• **Activity**
Copy out the listing beneath, missing nothing.

[Start of Attachment]

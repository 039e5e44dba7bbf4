//! Comparator count analysis.
//!
//! Counts comparator calls instead of time, which removes machine noise and
//! checks the asymptotic claims directly: insertion sort normalized by n²,
//! merge and hybrid normalized by n·log₂ n. A normalized value that stays
//! roughly flat as n grows confirms the expected complexity.

use hybridsort::dataset::{random_values, DEFAULT_VALUE_RANGE};
use hybridsort::statistics::summarize;
use hybridsort::{Algorithm, BenchError};
use rand::Rng;
use std::cell::Cell;

/// Array sizes for comparator analysis
pub const SIZES: &[usize] = &[100, 1_000, 10_000];

/// Random inputs per size
pub const ITERATIONS: usize = 5;

#[derive(Debug, Clone)]
pub struct ComparisonResult {
    pub n: usize,
    pub algorithm: Algorithm,
    pub comparisons_mean: f64,
    pub comparisons_sd: f64,
    /// Mean count divided by the algorithm's expected growth term
    pub normalized: f64,
}

/// Counts comparisons of every algorithm over random inputs of each size.
pub fn run_comparison_analysis(
    algorithms: &[Algorithm],
    rng: &mut impl Rng,
) -> Result<Vec<ComparisonResult>, BenchError> {
    let mut results = Vec::new();

    for &n in SIZES {
        let inputs: Vec<Vec<u32>> = (0..ITERATIONS)
            .map(|_| random_values(rng, n, &DEFAULT_VALUE_RANGE))
            .collect();

        for &algorithm in algorithms {
            let counts: Vec<u64> = inputs
                .iter()
                .map(|input| count_comparisons(algorithm, input))
                .collect();
            let stats = summarize(&counts)?;

            results.push(ComparisonResult {
                n,
                algorithm,
                comparisons_mean: stats.mean,
                comparisons_sd: stats.std_dev,
                normalized: stats.mean / growth_term(algorithm, n),
            });
        }
    }

    Ok(results)
}

pub fn count_comparisons(algorithm: Algorithm, input: &[u32]) -> u64 {
    let count = Cell::new(0u64);
    algorithm.sort_by(input, |a, b| {
        count.set(count.get() + 1);
        a.cmp(b)
    });
    count.get()
}

fn growth_term(algorithm: Algorithm, n: usize) -> f64 {
    let n = n.max(2) as f64;
    match algorithm {
        Algorithm::Insertion => n * n,
        Algorithm::Merge | Algorithm::Hybrid { .. } => n * n.log2(),
    }
}

pub fn export_csv(results: &[ComparisonResult]) -> String {
    let mut csv = String::from("n,algorithm,comparisons,comparisons_sd,normalized\n");
    for r in results {
        csv.push_str(&format!(
            "{},{},{:.0},{:.0},{:.6}\n",
            r.n,
            r.algorithm.name(),
            r.comparisons_mean,
            r.comparisons_sd,
            r.normalized
        ));
    }
    csv
}

#[cfg(test)]
mod tests {
    use super::*;

    #[test]
    fn test_insertion_on_sorted_input_is_linear() {
        let input: Vec<u32> = (0..100).collect();
        assert_eq!(count_comparisons(Algorithm::Insertion, &input), 99);
    }

    #[test]
    fn test_insertion_on_reversed_input_is_quadratic() {
        let input: Vec<u32> = (0..100).rev().collect();
        assert_eq!(count_comparisons(Algorithm::Insertion, &input), 100 * 99 / 2);
    }

    #[test]
    fn test_merge_sort_bound() {
        let input: Vec<u32> = (0..1024).rev().collect();
        let count = count_comparisons(Algorithm::Merge, &input);
        assert!(count <= 1024 * 10);
    }

    #[test]
    fn test_hybrid_with_zero_threshold_matches_merge() {
        let input: Vec<u32> = vec![5, 1, 4, 1, 5, 9, 2, 6, 5, 3];
        assert_eq!(
            count_comparisons(Algorithm::Hybrid { threshold: 0 }, &input),
            count_comparisons(Algorithm::Merge, &input)
        );
    }
}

[End of Attachment]

• **Finished task**
repository 039e5e44dba7bbf4
//! Comparator count analysis.
//!
//! Counts comparator calls instead of time, which removes machine noise and
//! checks the asymptotic claims directly: insertion sort normalized by n²,
//! merge and hybrid normalized by n·log₂ n. A normalized value that stays
//! roughly flat as n grows confirms the expected complexity.

use hybridsort::dataset::{random_values, DEFAULT_VALUE_RANGE};
use hybridsort::statistics::summarize;
use hybridsort::{Algorithm, BenchError};
use rand::Rng;
use std::cell::Cell;

/// Array sizes for comparator analysis
pub const SIZES: &[usize] = &[100, 1_000, 10_000];

/// Random inputs per size
pub const ITERATIONS: usize = 5;

#[derive(Debug, Clone)]
pub struct ComparisonResult {
    pub n: usize,
    pub algorithm: Algorithm,
    pub comparisons_mean: f64,
    pub comparisons_sd: f64,
    /// Mean count divided by the algorithm's expected growth term
    pub normalized: f64,
}

/// Counts comparisons of every algorithm over random inputs of each size.
pub fn run_comparison_analysis(
    algorithms: &[Algorithm],
    rng: &mut impl Rng,
) -> Result<Vec<ComparisonResult>, BenchError> {
    let mut results = Vec::new();

    for &n in SIZES {
        let inputs: Vec<Vec<u32>> = (0..ITERATIONS)
            .map(|_| random_values(rng, n, &DEFAULT_VALUE_RANGE))
            .collect();

        for &algorithm in algorithms {
            let counts: Vec<u64> = inputs
                .iter()
                .map(|input| count_comparisons(algorithm, input))
                .collect();
            let stats = summarize(&counts)?;

            results.push(ComparisonResult {
                n,
                algorithm,
                comparisons_mean: stats.mean,
                comparisons_sd: stats.std_dev,
                normalized: stats.mean / growth_term(algorithm, n),
            });
        }
    }

    Ok(results)
}

pub fn count_comparisons(algorithm: Algorithm, input: &[u32]) -> u64 {
    let count = Cell::new(0u64);
    algorithm.sort_by(input, |a, b| {
        count.set(count.get() + 1);
        a.cmp(b)
    });
    count.get()
}

fn growth_term(algorithm: Algorithm, n: usize) -> f64 {
    let n = n.max(2) as f64;
    match algorithm {
        Algorithm::Insertion => n * n,
        Algorithm::Merge | Algorithm::Hybrid { .. } => n * n.log2(),
    }
}

pub fn export_csv(results: &[ComparisonResult]) -> String {
    let mut csv = String::from("n,algorithm,comparisons,comparisons_sd,normalized\n");
    for r in results {
        csv.push_str(&format!(
            "{},{},{:.0},{:.0},{:.6}\n",
            r.n,
            r.algorithm.name(),
            r.comparisons_mean,
            r.comparisons_sd,
            r.normalized
        ));
    }
    csv
}

#[cfg(test)]
mod tests {
    use super::*;

    #[test]
    fn test_insertion_on_sorted_input_is_linear() {
        let input: Vec<u32> = (0..100).collect();
        assert_eq!(count_comparisons(Algorithm::Insertion, &input), 99);
    }

    #[test]
    fn test_insertion_on_reversed_input_is_quadratic() {
        let input: Vec<u32> = (0..100).rev().collect();
        assert_eq!(count_comparisons(Algorithm::Insertion, &input), 100 * 99 / 2);
    }

    #[test]
    fn test_merge_sort_bound() {
        let input: Vec<u32> = (0..1024).rev().collect();
        let count = count_comparisons(Algorithm::Merge, &input);
        assert!(count <= 1024 * 10);
    }

    #[test]
    fn test_hybrid_with_zero_threshold_matches_merge() {
        let input: Vec<u32> = vec![5, 1, 4, 1, 5, 9, 2, 6, 5, 3];
        assert_eq!(
            count_comparisons(Algorithm::Hybrid { threshold: 0 }, &input),
            count_comparisons(Algorithm::Merge, &input)
        );
    }
}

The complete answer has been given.